The magnetorheological fluid (MRF) semi-active suspension (SAS) is a crucial system for the absorption and the dissipation of vibration energy. However, the hysteresis nonlinearity of the MRF actuator is difficult to tackle in the control design of the MRF-SAS system. A novel robust finite frequency control strategy based on a Taylor approximation is proposed in this work to improve the vibration suppression of the MRF-SAS system with hysteresis nonlinearity. First, a hyperbolic tangent model is introduced to represent the nonlinear dynamic characteristics of the MRF damper, and then the modified Taylor expansion is adopted to approximate the hyperbolic tangent model. Moreover, an online sequential extreme learning machine (ELM) is employed to construct the inverse model of the MRF damper. Finally, to trade off vehicle handling stability and ride comfort, the robust finite frequency controller is designed based on the linear matrix inequations (LMIs) with the consideration of the time delay, the control perturbation, and the actuator saturation. It can be seen from the simulation results that the proposed robust finite frequency controller is more effective in improving vibration suppression of the MRF-SAS system than the skyhook controller.

查看原文本刊更多论文

基于 MRF 阻尼器的半主动悬架系统的鲁棒有限频率控制，受时间延迟和滞后非线性影响

磁流变液（MRF）半主动悬架（SAS）是吸收和消散振动能量的关键系统。然而，在 MRF-SAS 系统的控制设计中，MRF 执行器的滞后非线性是难以解决的问题。本文提出了一种基于泰勒近似的新型稳健有限频率控制策略，以改善具有滞后非线性的 MRF-SAS 系统的振动抑制效果。首先，引入双曲正切模型来表示 MRF 阻尼器的非线性动态特性，然后采用修正的泰勒展开来逼近双曲正切模型。此外，还采用了在线顺序极端学习机（ELM）来构建 MRF 阻尼器的逆模型。最后，为了权衡车辆操纵稳定性和乘坐舒适性，基于线性矩阵不等式（LMI）设计了鲁棒有限频率控制器，并考虑了时间延迟、控制扰动和执行器饱和。从仿真结果可以看出，所提出的鲁棒有限频率控制器在改善 MRF-SAS 系统的振动抑制方面比天钩控制器更有效。

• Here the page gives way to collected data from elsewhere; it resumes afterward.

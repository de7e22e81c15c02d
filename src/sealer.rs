//! Proof-of-work sealing
//!
//! The nonce search is intentionally expensive and scales roughly
//! exponentially with difficulty. It is a rate-limiting and tamper-cost
//! demonstration, not a security mechanism. The loop is unbounded and
//! synchronous; an unreasonably high difficulty blocks the caller
//! indefinitely, which is accepted behavior.

use crate::ledger::Block;

/// True if the first `difficulty` hex characters of the hash are zeros.
pub fn meets_difficulty(hash: &str, difficulty: usize) -> bool {
    hash.len() >= difficulty && hash.bytes().take(difficulty).all(|c| c == b'0')
}

/// Increment the nonce and recompute the digest until it satisfies the
/// difficulty predicate. Mutates the block's nonce and hash; after this
/// returns, the block is sealed and treated as read-only.
pub fn seal_block(block: &mut Block, difficulty: usize) {
    while !meets_difficulty(&block.hash, difficulty) {
        block.nonce += 1;
        block.hash = block.compute_hash();
    }
    log::debug!(
        "Sealed block {} after {} nonce attempts",
        block.index,
        block.nonce
    );
}
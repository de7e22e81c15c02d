//! Candidate and voter registries
//!
//! The ledger core treats candidate and voter ids as opaque strings; this
//! module owns the records behind those ids and the registration rules
//! around them.

use crate::error::LedgerError;
use serde::{Deserialize, Serialize};
use std::fs;
use std::path::Path;

#[derive(Debug, Clone, PartialEq, Eq, Serialize, Deserialize)]
#[serde(rename_all = "camelCase")]
pub struct Candidate {
    pub id: String,
    pub name: String,
    pub position: String,
    pub department: String,
    pub manifesto: String,
    #[serde(skip_serializing_if = "Option::is_none")]
    pub image: Option<String>,
}

#[derive(Debug, Clone, PartialEq, Eq, Serialize, Deserialize)]
#[serde(rename_all = "camelCase")]
pub struct Voter {
    pub id: String,
    pub name: String,
    pub student_id: String,
    pub department: String,
    pub has_voted: bool,
}

/// All candidate and voter records for one election session.
#[derive(Debug, Clone, Default, Serialize, Deserialize)]
#[serde(rename_all = "camelCase")]
pub struct Roster {
    candidates: Vec<Candidate>,
    voters: Vec<Voter>,
}

impl Roster {
    pub fn new() -> Self {
        Self::default()
    }

    pub fn candidates(&self) -> &[Candidate] {
        &self.candidates
    }

    pub fn voters(&self) -> &[Voter] {
        &self.voters
    }

    pub fn candidate(&self, id: &str) -> Option<&Candidate> {
        self.candidates.iter().find(|c| c.id == id)
    }

    pub fn voter(&self, id: &str) -> Option<&Voter> {
        self.voters.iter().find(|v| v.id == id)
    }

    pub fn add_candidate(&mut self, candidate: Candidate) -> Result<(), LedgerError> {
        if self.candidate(&candidate.id).is_some() {
            return Err(LedgerError::DuplicateCandidate(format!(
                "a candidate with id {} is already registered",
                candidate.id
            )));
        }
        self.candidates.push(candidate);
        Ok(())
    }

    /// Register a voter. A student id may appear at most once.
    pub fn register_voter(&mut self, voter: Voter) -> Result<(), LedgerError> {
        if self.voters.iter().any(|v| v.student_id == voter.student_id) {
            return Err(LedgerError::DuplicateVoter(format!(
                "a voter with student id {} is already registered",
                voter.student_id
            )));
        }
        self.voters.push(voter);
        Ok(())
    }

    /// Flip the voter's has-voted flag after their vote is sealed.
    pub fn mark_voted(&mut self, voter_id: &str) {
        if let Some(voter) = self.voters.iter_mut().find(|v| v.id == voter_id) {
            voter.has_voted = true;
        }
    }

    pub fn save(&self, path: &Path) -> Result<(), LedgerError> {
        let json = serde_json::to_string_pretty(self)?;
        fs::write(path, json)?;
        Ok(())
    }

    pub fn load(path: &Path) -> Result<Self, LedgerError> {
        let contents = fs::read_to_string(path)?;
        Ok(serde_json::from_str(&contents)?)
    }

    /// Load the roster at `path`, or start with an empty one if the file
    /// does not exist yet.
    pub fn load_or_default(path: &Path) -> Result<Self, LedgerError> {
        if path.exists() {
            Roster::load(path)
        } else {
            Ok(Roster::new())
        }
    }
}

本文章由计算机程序翻译，如有差异，请以英文原文为准。

求助全文

约1分钟内获得全文求助全文

来源期刊

Proceedings of the Institution of Mechanical Engineers, Part I: Journal of Systems and Control Engineering 工程技术-自动化与控制系统

CiteScore

3.50

自引率

18.80%

发文量

审稿时长

4.2 months

期刊介绍： Systems and control studies provide a unifying framework for a wide range of engineering disciplines and industrial applications. The Journal of Systems and Control Engineering refleSystems and control studies provide a unifying framework for a wide range of engineering disciplines and industrial applications. The Journal of Systems and Control Engineering reflects this diversity by giving prominence to experimental application and industrial studies. "It is clear from the feedback we receive that the Journal is now recognised as one of the leaders in its field. We are particularly interested in highlighting experimental applications and industrial studies, but also new theoretical developments which are likely to provide the foundation for future applications. In 2009, we launched a new Series of "Forward Look" papers written by leading researchers and practitioners. These short articles are intended to be provocative and help to set the agenda for future developments. We continue to strive for fast decision times and minimum delays in the production processes." Professor Cliff Burrows - University of Bath, UK This journal is a member of the Committee on Publication Ethics (COPE).cts this diversity by giving prominence to experimental application and industrial studies.